Despite having identical genetic instructions, female honey bee larvae can develop into either long-lived reproductive queens or short-lived sterile workers who help rear their sisters rather than laying their own eggs.
Despite having identical genetic instructions, female honey bee larvae can develop into either long-lived reproductive queens or short-lived sterile workers who help rear their sisters rather than laying their own eggs. Now, an interdisciplinary team led by researchers at Penn State has uncovered the molecular mechanisms that control how the conflict between genes inherited from the father and the mother determine the larva’s fate.

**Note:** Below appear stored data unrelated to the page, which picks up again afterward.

//! SQLite dialect: type-affinity mapping and PRAGMA-based introspection.

mod affinity;
mod relations;
mod source;

pub use affinity::Affinity;
pub use source::SqliteDatabase;
//! Fixed corpus of lorem-ipsum phrases used for text fields.

pub(crate) const PHRASES: &[&str] = &[
    "Lorem ipsum dolor sit amet, consectetur adipiscing elit",
    "Pellentesque in diam cursus, convallis nisl quis, pulvinar sapien",
    "Donec id lacus nec leo ullamcorper auctor auctor eu elit",
    "Curabitur imperdiet urna nec ligula tristique pulvinar",
    "Proin euismod nisi vel risus tempor, condimentum sodales ipsum vehicula",
    "Praesent sit amet justo sed metus lacinia congue",
    "Nunc ut neque vel arcu dictum ornare eget vitae erat",
    "Etiam nec sem eget ipsum ullamcorper auctor sit amet vitae nulla",
    "Sed id lorem id velit tincidunt semper eu ac dui",
    "Sed nec lorem sagittis, elementum odio eget, vehicula quam",
    "Donec non magna mollis, sollicitudin justo id, lacinia justo",
    "In ullamcorper elit pretium tincidunt ultrices",
    "Quisque blandit velit ut erat iaculis, quis tristique massa volutpat",
    "Sed eu nisi rutrum, faucibus eros vel, hendrerit nisi",
    "Morbi pretium risus ac libero posuere ultricies",
    "Maecenas varius urna quis consequat accumsan",
    "Suspendisse luctus est et magna lacinia, quis placerat ligula aliquet",
    "Nullam bibendum lacus ultrices, cursus ipsum at, euismod nunc",
    "Fusce ac metus feugiat, sodales tellus at, tincidunt leo",
    "Sed tempor nulla a eleifend tempor",
    "Nulla porttitor dui at sollicitudin porta",
    "Phasellus ut odio sed magna varius facilisis ut quis diam",
    "Cras quis neque ut mi iaculis fringilla",
    "Ut posuere enim ac ante laoreet commodo",
    "Proin convallis nulla eu arcu consequat, id pellentesque nibh ultrices",
    "Mauris iaculis nulla nec eros accumsan suscipit",
    "Suspendisse vel urna eu sem commodo viverra",
    "Nunc eu neque pretium, adipiscing enim ut, bibendum urna",
    "Maecenas et metus et ligula luctus faucibus",
    "Vivamus ullamcorper dui nec diam gravida, sed semper mi tristique",
    "Suspendisse adipiscing nibh at lacus condimentum, et fermentum ante elei",
    "Donec blandit elit id libero consectetur, nec congue est hendrerit",
    "Integer ac quam vel erat tincidunt rhoncus ut ac elit",
    "Sed et erat a mauris convallis pretium non in mi",
    "Nam sed nunc et ante rhoncus interdum ut eu odio",
    "Phasellus condimentum purus eu libero rhoncus vehicula",
    "Vivamus luctus tellus sit amet sem pellentesque placerat at ac lorem",
    "Nulla pellentesque justo ut urna tempus, sed ultrices tortor tempor",
    "Integer ut ligula iaculis, pellentesque tellus non, condimentum tellus",
    "Mauris volutpat tellus in diam lobortis tempor",
    "Fusce nec felis id erat fermentum rhoncus",
    "Vestibulum eget erat et dui sollicitudin semper",
];
//! Dot-matrix progress rendering for fill runs.

use std::io::{self, Write};

const LINE_SIZE: u64 = 50;
const LINES: u64 = 10;

/// Renders a table's fill progress as a block of dots: 50 dots per line,
/// 10 lines per table, with the running percentage at each line break.
///
/// Each call to [`DotProgress::tick`] accounts for one insert out of the
/// expected total; calls beyond the total render nothing.
pub struct DotProgress {
    total: u64,
    calls: u64,
    dots: u64,
}

impl DotProgress {
    pub fn new(total: u64) -> Self {
        Self {
            total,
            calls: 0,
            dots: 0,
        }
    }

    /// Start over for the next table.
    pub fn reset(&mut self) {
        self.calls = 0;
        self.dots = 0;
    }

    pub fn tick<W: Write>(&mut self, out: &mut W) -> io::Result<()> {
        if self.calls + 1 > self.total {
            return Ok(());
        }
        self.calls += 1;

        let total_dots = LINE_SIZE * LINES;
        let new_dots = self.calls * total_dots / self.total;

        let mut line = self.dots / LINE_SIZE;
        for dot in self.dots + 1..=new_dots {
            write!(out, ".")?;

            let dot_line = dot / LINE_SIZE;
            if dot_line > line {
                writeln!(out, " {:.0}%", dot as f64 / total_dots as f64 * 100.0)?;
                line = dot_line;
            }
        }
        self.dots = new_dots;

        Ok(())
    }
}
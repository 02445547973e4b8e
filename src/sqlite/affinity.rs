//! SQLite type affinity, per the rules of
//! <https://www.sqlite.org/datatype3.html#affname>.

/// Coarse category SQLite assigns to a declared column type string.
#[derive(Debug, Clone, Copy, PartialEq, Eq)]
pub enum Affinity {
    Integer,
    Text,
    Real,
    /// Blob columns and columns declared without a type.
    None,
    Numeric,
}

impl Affinity {
    /// Classify a declared type name by substring rules, in priority order.
    ///
    /// The "int" check runs first: type names frequently contain several
    /// matching substrings (e.g. "POINT" contains both "int" and nothing
    /// else useful), and SQLite resolves the ambiguity by rule order.
    pub fn of(typename: &str) -> Self {
        let typename = typename.to_lowercase();

        if typename.contains("int") {
            return Affinity::Integer;
        }

        if ["char", "clob", "text"].iter().any(|t| typename.contains(t)) {
            return Affinity::Text;
        }

        if ["real", "floa", "doub"].iter().any(|t| typename.contains(t)) {
            return Affinity::Real;
        }

        if typename.contains("blob") || typename.is_empty() {
            return Affinity::None;
        }

        Affinity::Numeric
    }
}
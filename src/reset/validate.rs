//! Local field validation. Every check runs before a request is sent; the
//! first failing rule wins, in the order non-empty, format or length, then
//! consistency between fields.

use regex::Regex;
use secrecy::{ExposeSecret, SecretString};
use std::sync::LazyLock;
use thiserror::Error;

/// Number of digits in a one-time code.
pub const OTP_LENGTH: usize = 6;
/// Minimum password length accepted by the reset step.
pub const MIN_PASSWORD_LENGTH: usize = 8;

static EMAIL_RE: LazyLock<Option<Regex>> =
    LazyLock::new(|| Regex::new(r"^[^\s@]+@[^\s@]+\.[^\s@]+$").ok());

/// Validation failures; the `Display` text is the message shown to the user.
#[derive(Debug, Clone, Copy, PartialEq, Eq, Error)]
pub enum ValidationError {
    #[error("Email is required")]
    EmailRequired,
    #[error("Please enter a valid email address")]
    EmailInvalid,
    #[error("OTP code is required")]
    OtpRequired,
    #[error("OTP code must be 6 digits")]
    OtpLength,
    #[error("Please fill in both password fields")]
    PasswordRequired,
    #[error("Password must be at least 8 characters long")]
    PasswordTooShort,
    #[error("Passwords do not match")]
    PasswordMismatch,
}

#[must_use]
pub fn normalize_email(email: &str) -> String {
    email.trim().to_string()
}

#[must_use]
pub fn valid_email(email: &str) -> bool {
    EMAIL_RE.as_ref().is_some_and(|re| re.is_match(email))
}

/// Keeps only ASCII digits and caps the result at [`OTP_LENGTH`].
#[must_use]
pub fn sanitize_otp(raw: &str) -> String {
    raw.chars()
        .filter(char::is_ascii_digit)
        .take(OTP_LENGTH)
        .collect()
}

/// # Errors
/// Returns the first rule the email breaks.
pub fn validate_email(email: &str) -> Result<(), ValidationError> {
    if email.trim().is_empty() {
        return Err(ValidationError::EmailRequired);
    }
    if !valid_email(email.trim()) {
        return Err(ValidationError::EmailInvalid);
    }
    Ok(())
}

/// # Errors
/// Returns the first rule the code breaks.
pub fn validate_otp(otp_code: &str) -> Result<(), ValidationError> {
    if otp_code.is_empty() {
        return Err(ValidationError::OtpRequired);
    }
    if otp_code.len() != OTP_LENGTH || !otp_code.bytes().all(|b| b.is_ascii_digit()) {
        return Err(ValidationError::OtpLength);
    }
    Ok(())
}

/// # Errors
/// Returns the first rule the password pair breaks.
pub fn validate_passwords(
    new_password: &SecretString,
    confirm_password: &SecretString,
) -> Result<(), ValidationError> {
    let new_password = new_password.expose_secret();
    let confirm_password = confirm_password.expose_secret();

    if new_password.trim().is_empty() || confirm_password.trim().is_empty() {
        return Err(ValidationError::PasswordRequired);
    }
    if new_password.chars().count() < MIN_PASSWORD_LENGTH {
        return Err(ValidationError::PasswordTooShort);
    }
    if new_password != confirm_password {
        return Err(ValidationError::PasswordMismatch);
    }
    Ok(())
}
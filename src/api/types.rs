//! Request and response payloads for the password reset endpoints. The reset
//! token and passwords are secrets: they are serialized for the wire but never
//! printed through `Debug`.

use secrecy::{ExposeSecret, SecretString};
use serde::{Deserialize, Serialize, Serializer};

#[derive(Clone, Debug, PartialEq, Eq, Serialize)]
pub struct PasswordResetRequest {
    pub email: String,
}

#[derive(Clone, Debug, PartialEq, Eq, Serialize)]
pub struct VerifyRequest {
    pub email: String,
    pub otp_code: String,
}

#[derive(Clone, Debug, Serialize)]
pub struct ResetRequest {
    #[serde(serialize_with = "expose")]
    pub reset_token: SecretString,
    pub email: String,
    #[serde(serialize_with = "expose")]
    pub new_password: SecretString,
    #[serde(serialize_with = "expose")]
    pub confirm_password: SecretString,
}

#[derive(Deserialize)]
pub(crate) struct VerifyResponse {
    #[serde(default)]
    pub reset_token: Option<String>,
}

/// Body returned by the API on non-success responses.
#[derive(Debug, Default, Deserialize)]
pub(crate) struct ErrorBody {
    #[serde(default)]
    pub error: Option<String>,
}

fn expose<S: Serializer>(secret: &SecretString, serializer: S) -> Result<S::Ok, S::Error> {
    serializer.serialize_str(secret.expose_secret())
}
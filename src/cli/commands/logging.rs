use clap::{builder::ValueParser, Arg, Command};

pub const ARG_VERBOSITY: &str = "verbosity";

/// Level names in verbosity order; the index is the `-v` count.
const LEVELS: [&str; 5] = ["error", "warn", "info", "debug", "trace"];

/// Accepts a level name or its index (`0` = error .. `4` = trace).
#[must_use]
pub fn validator_log_level() -> ValueParser {
    ValueParser::from(move |level: &str| -> std::result::Result<u8, String> {
        let level = level.trim().to_lowercase();

        if let Ok(parsed) = level.parse::<u8>() {
            if usize::from(parsed) < LEVELS.len() {
                return Ok(parsed);
            }
            return Err(format!(
                "log level must be between 0 and {}",
                LEVELS.len() - 1
            ));
        }

        LEVELS
            .iter()
            .position(|name| *name == level)
            .and_then(|index| u8::try_from(index).ok())
            .ok_or_else(|| format!("invalid log level: {level}"))
    })
}

#[must_use]
pub fn with_args(command: Command) -> Command {
    command.arg(
        Arg::new(ARG_VERBOSITY)
            .short('v')
            .long("verbose")
            .help("Verbosity level: ERROR, WARN, INFO, DEBUG, TRACE (default: ERROR)")
            .env("PASSRESET_LOG_LEVEL")
            .global(true)
            .action(clap::ArgAction::Count)
            .value_parser(validator_log_level()),
    )
}
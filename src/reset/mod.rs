//! Password reset wizard.
//!
//! - [`flow`]: pure state machine (`Event` in, `Effect` out).
//! - [`wizard`]: async driver that runs effects against a [`ResetApi`](crate::api::ResetApi)
//!   and a [`Navigator`].
//! - [`redirect`]: the cancellable post-reset redirect.
//! - [`validate`]: local field rules.

pub mod flow;
pub mod navigator;
pub mod redirect;
pub mod state;
pub mod validate;
pub mod wizard;

pub use flow::{Effect, Event, ResetFlow};
pub use navigator::{Navigation, NavigationContext, Navigator, Route};
pub use redirect::{ScheduledRedirect, DEFAULT_REDIRECT_DELAY};
pub use state::{Status, StatusKind, Step, Submission, WizardState};
pub use validate::ValidationError;
pub use wizard::Wizard;
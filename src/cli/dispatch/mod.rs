//! Maps validated CLI arguments to the action to run.

use crate::api::parse_base_url;
use crate::cli::actions::{reset::Args, Action};
use crate::cli::commands::{ARG_API_URL, ARG_EMAIL, ARG_REDIRECT_DELAY, ARG_TIMEOUT};
use anyhow::{Context, Result};
use std::time::Duration;

/// Map validated CLI matches to the reset action.
///
/// # Errors
/// Returns an error if required arguments are missing or the API URL is invalid.
pub fn handler(matches: &clap::ArgMatches) -> Result<Action> {
    let api_url = matches
        .get_one::<String>(ARG_API_URL)
        .cloned()
        .context("missing required argument: --api-url")?;

    parse_base_url(&api_url).context("invalid PASSRESET_API_URL")?;

    let timeout = matches.get_one::<u64>(ARG_TIMEOUT).copied().unwrap_or(10);
    let redirect_delay = matches
        .get_one::<u64>(ARG_REDIRECT_DELAY)
        .copied()
        .unwrap_or(2000);

    Ok(Action::Reset(Args {
        api_url,
        timeout: Duration::from_secs(timeout),
        redirect_delay: Duration::from_millis(redirect_delay),
        email: matches.get_one::<String>(ARG_EMAIL).cloned(),
    }))
}
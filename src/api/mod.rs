//! HTTP client for the password reset API. Every call goes through the same
//! helpers so timeouts and error mapping stay consistent across the three
//! steps. Request bodies carry the reset token and passwords; they must never
//! be logged.

mod error;
mod types;

pub use error::{sanitize_message, ApiError, MAX_ERROR_CHARS};
pub use types::{PasswordResetRequest, ResetRequest, VerifyRequest};

use crate::APP_USER_AGENT;
use reqwest::{Client, Response};
use secrecy::SecretString;
use serde::Serialize;
use std::{future::Future, time::Duration};
use tracing::{debug, instrument};
use types::{ErrorBody, VerifyResponse};
use url::Url;

pub const REQUEST_CODE_PATH: &str = "/api/password-reset/request/";
pub const VERIFY_CODE_PATH: &str = "/api/password-reset/verify-otp/";
pub const RESET_PASSWORD_PATH: &str = "/api/password-reset/reset/";

/// Default request timeout applied to every call.
pub const DEFAULT_TIMEOUT: Duration = Duration::from_secs(10);

/// The three calls the wizard makes. Implemented by [`ResetClient`] over HTTP
/// and by in-memory fakes in tests.
pub trait ResetApi {
    /// Asks the API to email a one-time code.
    fn request_code(
        &self,
        request: &PasswordResetRequest,
    ) -> impl Future<Output = Result<(), ApiError>> + Send;

    /// Verifies the one-time code and returns the reset token.
    fn verify_code(
        &self,
        request: &VerifyRequest,
    ) -> impl Future<Output = Result<SecretString, ApiError>> + Send;

    /// Sets the new password using the reset token.
    fn reset_password(
        &self,
        request: &ResetRequest,
    ) -> impl Future<Output = Result<(), ApiError>> + Send;
}

#[derive(Debug, Clone)]
pub struct ResetClient {
    client: Client,
    base_url: String,
}

/// Parse and check an API base URL: it must be absolute and use http(s).
///
/// # Errors
/// Returns `ApiError::Config` describing why the URL was rejected.
pub fn parse_base_url(base_url: &str) -> Result<Url, ApiError> {
    let parsed = Url::parse(base_url.trim())
        .map_err(|err| ApiError::Config(format!("Invalid API URL: {err}")))?;

    match parsed.scheme() {
        "http" | "https" => Ok(parsed),
        scheme => Err(ApiError::Config(format!(
            "Invalid API URL: unsupported scheme {scheme}"
        ))),
    }
}

impl ResetClient {
    /// Build a client for the API rooted at `base_url`.
    ///
    /// # Errors
    /// Returns `ApiError::Config` if the URL is not an absolute http(s) URL or
    /// the underlying HTTP client cannot be built.
    pub fn new(base_url: &str, timeout: Duration) -> Result<Self, ApiError> {
        parse_base_url(base_url)?;

        let client = Client::builder()
            .user_agent(APP_USER_AGENT)
            .timeout(timeout)
            .build()
            .map_err(|err| ApiError::Config(format!("Failed to build HTTP client: {err}")))?;

        Ok(Self {
            client,
            base_url: base_url.trim().to_string(),
        })
    }

    #[must_use]
    pub fn base_url(&self) -> &str {
        &self.base_url
    }

    async fn post_json<B: Serialize + ?Sized>(
        &self,
        path: &str,
        body: &B,
    ) -> Result<Response, ApiError> {
        let url = build_url(&self.base_url, path);
        debug!(url = %url, "POST");

        self.client
            .post(&url)
            .json(body)
            .send()
            .await
            .map_err(map_request_error)
    }
}

impl ResetApi for ResetClient {
    #[instrument(skip_all)]
    async fn request_code(&self, request: &PasswordResetRequest) -> Result<(), ApiError> {
        let response = self.post_json(REQUEST_CODE_PATH, request).await?;
        handle_empty_response(response).await
    }

    #[instrument(skip_all)]
    async fn verify_code(&self, request: &VerifyRequest) -> Result<SecretString, ApiError> {
        let response = self.post_json(VERIFY_CODE_PATH, request).await?;
        if !response.status().is_success() {
            return Err(rejection(response).await);
        }

        let body: VerifyResponse = response
            .json()
            .await
            .map_err(|err| ApiError::Parse(format!("Failed to decode response: {err}")))?;

        match body.reset_token {
            Some(token) if !token.trim().is_empty() => Ok(SecretString::from(token)),
            _ => Err(ApiError::Parse(
                "Response is missing the reset token".to_string(),
            )),
        }
    }

    #[instrument(skip_all)]
    async fn reset_password(&self, request: &ResetRequest) -> Result<(), ApiError> {
        let response = self.post_json(RESET_PASSWORD_PATH, request).await?;
        handle_empty_response(response).await
    }
}

/// Builds a URL from the base URL and the provided path.
fn build_url(base_url: &str, path: &str) -> String {
    let base = base_url.trim().trim_end_matches('/');
    let path = path.trim();

    if base.is_empty() {
        path.to_string()
    } else {
        format!("{}/{}", base, path.trim_start_matches('/'))
    }
}

/// Maps transport errors into `ApiError` variants with timeout detection.
fn map_request_error(err: reqwest::Error) -> ApiError {
    if err.is_timeout() {
        ApiError::Timeout("Request timed out. Please try again.".to_string())
    } else if err.is_builder() {
        ApiError::Serialization(format!("Failed to build request: {err}"))
    } else {
        ApiError::Network(format!("Unable to reach the server: {err}"))
    }
}

/// Accepts any success status and ignores the body.
async fn handle_empty_response(response: Response) -> Result<(), ApiError> {
    if response.status().is_success() {
        Ok(())
    } else {
        Err(rejection(response).await)
    }
}

/// Turns a non-success response into `ApiError::Http`, keeping the server's
/// `error` field when the body has one.
async fn rejection(response: Response) -> ApiError {
    let status = response.status().as_u16();
    let body = response.text().await.unwrap_or_default();
    let message = serde_json::from_str::<ErrorBody>(&body)
        .ok()
        .and_then(|body| body.error)
        .and_then(|message| sanitize_message(&message));

    debug!(status, has_message = message.is_some(), "request rejected");

    ApiError::Http { status, message }
}
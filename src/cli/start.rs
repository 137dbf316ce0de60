use crate::cli::{actions::Action, commands, dispatch, telemetry};
use anyhow::Result;

/// Map verbosity count to tracing level
const fn get_verbosity_level(verbosity: u8) -> Option<tracing::Level> {
    match verbosity {
        0 => None,
        1 => Some(tracing::Level::WARN),
        2 => Some(tracing::Level::INFO),
        3 => Some(tracing::Level::DEBUG),
        _ => Some(tracing::Level::TRACE),
    }
}

/// Main entry point for the CLI - builds and returns the Action
///
/// # Errors
///
/// Returns an error if argument parsing, telemetry initialization, or action dispatch fails
pub fn start() -> Result<Action> {
    // 1. Parse command-line arguments
    let matches = commands::new().get_matches();

    // 2. Extract verbosity level
    let verbosity_level = get_verbosity_level(
        matches
            .get_one::<u8>(commands::logging::ARG_VERBOSITY)
            .copied()
            .unwrap_or(0),
    );

    // 3. Initialize telemetry
    telemetry::init(verbosity_level)?;

    // 4. Dispatch to appropriate action
    let action = dispatch::handler(&matches)?;

    Ok(action)
}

They published their findings this week (June 18) in Genome Biology.
“Imagine if your mother's genes and your father's genes were in constant disagreement about how you should develop — that is essentially what genomic imprinting is, and we see that it happens across the tree of life: from honey bees to humans,” said Sean Bresnahan, the lead author of the study who conducted the study as a doctoral candidate in the Interdisciplinary Graduate Degree Program in Molecular, Cellular, and Integrative Biosciences in the Huck Institutes of the Life Sciences at Penn State. Supported by a U.S. National Science Foundation (NSF) Graduate Research Fellowship at the time, Bresnahan graduated in 2024 and is now a data scientist at the University of Texas MD Anderson Cancer Center. “We found that this genetic ‘argument’ can be detected during a critical developmental window where a honey bee larva becomes either a queen or a worker.”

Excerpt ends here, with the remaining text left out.